According to sources familiar with the situation, production has fallen by at least 400,000 barrels per day following an order from authorities in the eastern part of the country to halt all production operations.
The production cuts include the Sarir field, managed by the Arabian Gulf Oil Company, which previously produced 145,000 barrels per day and is now shut down.
Additionally, the oil supply to the Ras Lanuf station has decreased by at least 130,000 barrels per day.
The decision to freeze all production and export activities, announced by the eastern authorities on Monday, comes in response to the internationally recognized government in the West’s decision to replace the central bank governor Sadiq al-Kabir.
This significant reduction in output highlights the ongoing political and economic challenges facing Libya’s oil sector.
Abdel Fattah Abdel Ghaffar, the acting governor of the Central Bank of Libya appointed by the Presidential Council, confirmed that the issues surrounding the bank will be resolved within the next two days, with everything under his control and management.

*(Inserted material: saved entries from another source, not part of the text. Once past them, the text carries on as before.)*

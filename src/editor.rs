//! Versioned editing session over a [`TableDocument`].
//!
//! A session owns the live document plus two snapshot stacks. Every
//! snapshot is an independent deep copy; nothing on the stacks aliases
//! the live document. Cell edits are special-cased: the live value
//! updates on every keystroke, but history records at most one commit
//! per edit, holding the pre-edit document, and only when the final
//! value differs from the value captured when editing began.
//!
//! The stacks are private to one open document. Concurrent editing is
//! out of scope by design.

use crate::{
    document::{CellValue, Column, ColumnType, TableDocument},
    error::{Error, Result},
};

/// An in-flight cell edit: the pre-edit snapshot plus the value captured
/// when editing began.
#[derive(Debug, Clone)]
struct PendingCellEdit {
    snapshot: TableDocument,
    row: usize,
    column: String,
    original: CellValue,
}

/// Editing session with multi-step undo/redo and exact-state
/// restoration.
///
/// # Example
///
/// ```
/// use limpiar::{CellValue, EditorSession, TableDocument};
///
/// let doc = TableDocument::from_csv_str("name,age\nana,34\n").unwrap();
/// let mut session = EditorSession::new(doc);
///
/// session.begin_cell_edit(0, "age").unwrap();
/// session.update_cell(CellValue::Number(35.0)).unwrap();
/// assert!(session.end_cell_edit().unwrap());
///
/// session.undo();
/// assert_eq!(
///     session.document().value(0, "age"),
///     Some(&CellValue::Number(34.0))
/// );
/// ```
#[derive(Debug)]
pub struct EditorSession {
    current: TableDocument,
    undo: Vec<TableDocument>,
    redo: Vec<TableDocument>,
    pending: Option<PendingCellEdit>,
}

impl EditorSession {
    /// Start a session over a freshly loaded document. Both stacks start
    /// empty.
    pub fn new(document: TableDocument) -> Self {
        Self {
            current: document,
            undo: Vec::new(),
            redo: Vec::new(),
            pending: None,
        }
    }

    /// The live document.
    pub fn document(&self) -> &TableDocument {
        &self.current
    }

    /// True when an undo step is available.
    pub fn can_undo(&self) -> bool {
        !self.undo.is_empty()
    }

    /// True when a redo step is available.
    pub fn can_redo(&self) -> bool {
        !self.redo.is_empty()
    }

    /// Depth of the undo stack.
    pub fn undo_depth(&self) -> usize {
        self.undo.len()
    }

    /// Depth of the redo stack.
    pub fn redo_depth(&self) -> usize {
        self.redo.len()
    }

    /// Record a state transition: push the given pre-change state onto
    /// the undo stack and clear redo. This is the only operation that
    /// clears redo.
    fn push_commit(&mut self, previous: TableDocument) {
        self.undo.push(previous);
        self.redo.clear();
    }

    /// Replace the document as a single atomic commit.
    pub fn commit(&mut self, document: TableDocument) {
        self.finish_pending();
        let previous = std::mem::replace(&mut self.current, document);
        self.push_commit(previous);
    }

    /// Step back to the previous state. No-op on an empty stack;
    /// returns whether a step was taken.
    pub fn undo(&mut self) -> bool {
        self.finish_pending();
        let Some(state) = self.undo.pop() else {
            return false;
        };
        let replaced = std::mem::replace(&mut self.current, state);
        self.redo.push(replaced);
        true
    }

    /// Step forward to an undone state. No-op on an empty stack;
    /// returns whether a step was taken.
    pub fn redo(&mut self) -> bool {
        self.finish_pending();
        let Some(state) = self.redo.pop() else {
            return false;
        };
        let replaced = std::mem::replace(&mut self.current, state);
        self.undo.push(replaced);
        true
    }

    /// Clear both stacks after a successful save. The live document is
    /// untouched.
    pub fn mark_saved(&mut self) {
        self.finish_pending();
        self.undo.clear();
        self.redo.clear();
    }

    // ─── Cell editing ────────────────────────────────────────────────

    /// Begin editing a cell, capturing the pre-edit document and value.
    /// An edit already in flight is finalized first.
    ///
    /// # Errors
    ///
    /// Returns an error if the cell does not exist.
    pub fn begin_cell_edit(&mut self, row: usize, column: &str) -> Result<()> {
        self.finish_pending();
        let original = self
            .current
            .value(row, column)
            .cloned()
            .ok_or_else(|| {
                if self.current.has_column(column) {
                    Error::RowIndexOutOfBounds {
                        index: row,
                        len: self.current.num_rows(),
                    }
                } else {
                    Error::column_not_found(column)
                }
            })?;
        self.pending = Some(PendingCellEdit {
            snapshot: self.current.clone(),
            row,
            column: column.to_string(),
            original,
        });
        Ok(())
    }

    /// Update the in-flight cell to a new live value. No history entry
    /// is recorded per keystroke.
    ///
    /// # Errors
    ///
    /// Returns an error if no edit is in flight.
    pub fn update_cell(&mut self, value: CellValue) -> Result<()> {
        let Some(pending) = &self.pending else {
            return Err(Error::edit("no cell edit in progress"));
        };
        let (row, column) = (pending.row, pending.column.clone());
        self.current.set_value(row, &column, value)
    }

    /// Finish the in-flight edit. Exactly one commit is recorded, and
    /// only if the final value differs from the captured original; the
    /// recorded entry holds the pre-edit document.
    ///
    /// # Errors
    ///
    /// Returns an error if no edit is in flight.
    pub fn end_cell_edit(&mut self) -> Result<bool> {
        let pending = self
            .pending
            .take()
            .ok_or_else(|| Error::edit("no cell edit in progress"))?;
        Ok(self.settle(pending))
    }

    /// Finalize any in-flight edit; used by operations that must not
    /// leave a pending edit behind.
    fn finish_pending(&mut self) {
        if let Some(pending) = self.pending.take() {
            self.settle(pending);
        }
    }

    fn settle(&mut self, pending: PendingCellEdit) -> bool {
        let changed = self
            .current
            .value(pending.row, &pending.column)
            .is_some_and(|v| *v != pending.original);
        if changed {
            self.push_commit(pending.snapshot);
        }
        changed
    }

    // ─── Structural edits: single atomic commits ─────────────────────

    /// Add a column filled with a default value.
    ///
    /// # Errors
    ///
    /// Returns an error if the name already exists.
    pub fn add_column(
        &mut self,
        name: &str,
        ty: ColumnType,
        default: CellValue,
    ) -> Result<()> {
        self.finish_pending();
        let mut next = self.current.clone();
        next.add_column(Column::new(name, ty), default)?;
        self.commit(next);
        Ok(())
    }

    /// Delete a row.
    ///
    /// # Errors
    ///
    /// Returns an error if the index is out of bounds.
    pub fn delete_row(&mut self, index: usize) -> Result<()> {
        self.finish_pending();
        let mut next = self.current.clone();
        next.remove_row(index)?;
        self.commit(next);
        Ok(())
    }

    /// Delete a column.
    ///
    /// # Errors
    ///
    /// Returns an error if the column does not exist.
    pub fn delete_column(&mut self, name: &str) -> Result<()> {
        self.finish_pending();
        let mut next = self.current.clone();
        next.remove_column(name)?;
        self.commit(next);
        Ok(())
    }

    /// Merge two columns into one, joining values with `separator`.
    ///
    /// # Errors
    ///
    /// Returns an error if either column is missing or the new name
    /// collides.
    pub fn merge_columns(
        &mut self,
        left: &str,
        right: &str,
        new_name: &str,
        separator: &str,
    ) -> Result<()> {
        self.finish_pending();
        let mut next = self.current.clone();
        next.merge_columns(left, right, new_name, separator)?;
        self.commit(next);
        Ok(())
    }
}

#[cfg(test)]
mod tests {
    use super::*;

    fn session() -> EditorSession {
        EditorSession::new(
            TableDocument::from_csv_str("name,age\nana,34\nbo,29\n").unwrap(),
        )
    }

    #[test]
    fn test_initial_state() {
        let session = session();
        assert!(!session.can_undo());
        assert!(!session.can_redo());
    }

    #[test]
    fn test_undo_redo_underflow_is_noop() {
        let mut session = session();
        assert!(!session.undo());
        assert!(!session.redo());
        assert_eq!(session.document().num_rows(), 2);
    }

    #[test]
    fn test_cell_edit_commits_once() {
        let mut session = session();
        session.begin_cell_edit(0, "age").unwrap();
        // several keystrokes, one history entry
        session.update_cell(CellValue::Number(3.0)).unwrap();
        session.update_cell(CellValue::Number(35.0)).unwrap();
        session.update_cell(CellValue::Number(351.0)).unwrap();
        assert_eq!(session.undo_depth(), 0);
        assert!(session.end_cell_edit().unwrap());
        assert_eq!(session.undo_depth(), 1);

        // undo restores the pre-edit value, not an intermediate one
        session.undo();
        assert_eq!(
            session.document().value(0, "age"),
            Some(&CellValue::Number(34.0))
        );
    }

    #[test]
    fn test_cell_edit_same_value_suppressed() {
        let mut session = session();
        session.begin_cell_edit(0, "age").unwrap();
        session.update_cell(CellValue::Number(99.0)).unwrap();
        session.update_cell(CellValue::Number(34.0)).unwrap();
        assert!(!session.end_cell_edit().unwrap());
        assert_eq!(session.undo_depth(), 0);
    }

    #[test]
    fn test_commit_clears_redo() {
        let mut session = session();
        session.delete_row(1).unwrap();
        session.undo();
        assert!(session.can_redo());

        session.delete_row(0).unwrap();
        assert!(!session.can_redo());
    }

    #[test]
    fn test_undo_redo_symmetry() {
        let mut session = session();
        let initial = session.document().clone();

        session.delete_row(1).unwrap();
        session
            .add_column("team", ColumnType::Text, CellValue::Text("a".to_string()))
            .unwrap();
        session.delete_column("name").unwrap();
        assert_eq!(session.undo_depth(), 3);

        assert!(session.undo() && session.undo() && session.undo());
        assert_eq!(session.document(), &initial);

        assert!(session.redo() && session.redo() && session.redo());
        assert!(!session.document().has_column("name"));
        assert!(session.document().has_column("team"));
    }

    #[test]
    fn test_structural_edits_are_atomic() {
        let mut session = session();
        session
            .merge_columns("name", "age", "name_age", " ")
            .unwrap();
        assert_eq!(session.undo_depth(), 1);
        assert_eq!(
            session.document().value(0, "name_age"),
            Some(&CellValue::Text("ana 34".to_string()))
        );

        session.undo();
        assert!(session.document().has_column("name"));
        assert!(session.document().has_column("age"));
    }

    #[test]
    fn test_snapshots_are_independent_copies() {
        let mut session = session();
        session.delete_row(0).unwrap();
        // mutate the live document through another commit
        session.begin_cell_edit(0, "name").unwrap();
        session
            .update_cell(CellValue::Text("zed".to_string()))
            .unwrap();
        session.end_cell_edit().unwrap();

        session.undo();
        session.undo();
        assert_eq!(
            session.document().value(0, "name"),
            Some(&CellValue::Text("ana".to_string()))
        );
        assert_eq!(session.document().num_rows(), 2);
    }

    #[test]
    fn test_mark_saved_clears_history() {
        let mut session = session();
        session.delete_row(0).unwrap();
        session.undo();
        assert!(session.can_undo() || session.can_redo());

        session.mark_saved();
        assert!(!session.can_undo());
        assert!(!session.can_redo());
        assert_eq!(session.document().num_rows(), 2);
    }

    #[test]
    fn test_begin_edit_on_missing_cell_errors() {
        let mut session = session();
        assert!(matches!(
            session.begin_cell_edit(0, "nope"),
            Err(Error::ColumnNotFound { .. })
        ));
        assert!(matches!(
            session.begin_cell_edit(9, "age"),
            Err(Error::RowIndexOutOfBounds { .. })
        ));
    }

    #[test]
    fn test_update_without_begin_errors() {
        let mut session = session();
        assert!(session.update_cell(CellValue::Number(1.0)).is_err());
        assert!(session.end_cell_edit().is_err());
    }

    #[test]
    fn test_undo_finalizes_pending_edit() {
        let mut session = session();
        session.begin_cell_edit(0, "age").unwrap();
        session.update_cell(CellValue::Number(50.0)).unwrap();
        // undo first settles the pending commit, then undoes it
        assert!(session.undo());
        assert_eq!(
            session.document().value(0, "age"),
            Some(&CellValue::Number(34.0))
        );
    }
}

During a press conference held on Tuesday, Abdel Ghaffar conveyed reassurances to the international community and international institutions, emphasizing that his council operates with standards of transparency and disclosure, aiming to develop and modernize the bank and its operational mechanisms.
He promised that salaries would be disbursed within a day or two, and liquidity would be distributed to banks after reviewing cash balances, criticizing the previous management’s handling of the bank and their failure to smoothly transition responsibilities to the new administration.
Abdel Ghaffar called on the dismissed governor, Saddek Elkaber, to hand over the confidential numbers necessary for disbursing salaries to Libyans and protecting assets and investments abroad, asserting that the new Central Bank board is now an established reality.